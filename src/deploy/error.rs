// ABOUTME: Error types for deployment pipeline stages.
// ABOUTME: Covers resolution, precheck, pre-deploy hook, and publish failures.

use std::path::PathBuf;

use crate::config::UnknownEnvironment;
use crate::error::Error;

/// Fatal errors that stop a deployment.
#[derive(Debug, Clone, PartialEq, Eq, thiserror::Error)]
pub enum DeployError {
    #[error(transparent)]
    UnknownEnvironment(#[from] UnknownEnvironment),

    /// A file listed as required does not exist.
    #[error("required file not found: {}", .0.display())]
    MissingFile(PathBuf),

    /// A pre-deploy hook exited non-zero or could not start.
    #[error("pre-deploy script failed ({}): {command}", exit_label(.exit_code))]
    PreHookFailed {
        command: String,
        exit_code: Option<i32>,
    },

    /// The environment's type tag has no publish strategy.
    #[error("unknown server type: {0}")]
    UnknownPlatform(String),

    /// An environment variable reference could not be resolved.
    #[error("failed to resolve environment variables: {0}")]
    EnvResolution(String),

    /// The build command exited non-zero.
    #[error("build failed ({}): {command}", exit_label(.exit_code))]
    BuildFailed {
        command: String,
        exit_code: Option<i32>,
    },

    /// The platform publish command exited non-zero.
    #[error("publish failed ({}): {command}", exit_label(.exit_code))]
    PublishFailed {
        command: String,
        exit_code: Option<i32>,
    },

    /// The local development server could not be started.
    #[error("failed to start development server: {0}")]
    DevServerFailed(String),
}

fn exit_label(code: &Option<i32>) -> String {
    match code {
        Some(code) => format!("exit code {code}"),
        None => "no exit code".to_string(),
    }
}

/// Coarse classification of [`DeployError`] by pipeline stage.
#[derive(Debug, Clone, Copy, PartialEq, Eq)]
pub enum DeployErrorKind {
    UnknownEnvironment,
    Precheck,
    PreHook,
    Publish,
}

impl DeployError {
    pub fn kind(&self) -> DeployErrorKind {
        match self {
            DeployError::UnknownEnvironment(_) => DeployErrorKind::UnknownEnvironment,
            DeployError::MissingFile(_) => DeployErrorKind::Precheck,
            DeployError::PreHookFailed { .. } => DeployErrorKind::PreHook,
            DeployError::UnknownPlatform(_)
            | DeployError::EnvResolution(_)
            | DeployError::BuildFailed { .. }
            | DeployError::PublishFailed { .. }
            | DeployError::DevServerFailed(_) => DeployErrorKind::Publish,
        }
    }
}

impl From<Error> for DeployError {
    fn from(err: Error) -> Self {
        match err {
            Error::UnknownEnvironment(e) => DeployError::UnknownEnvironment(e),
            other => DeployError::EnvResolution(other.to_string()),
        }
    }
}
----------
## TASK TO CARRY OUT
What lines above contain the word "derive"? Return each such line.

## RESULT OF THIS EXERCISE
#[derive(Debug, Clone, PartialEq, Eq, thiserror::Error)]
#[derive(Debug, Clone, Copy, PartialEq, Eq)]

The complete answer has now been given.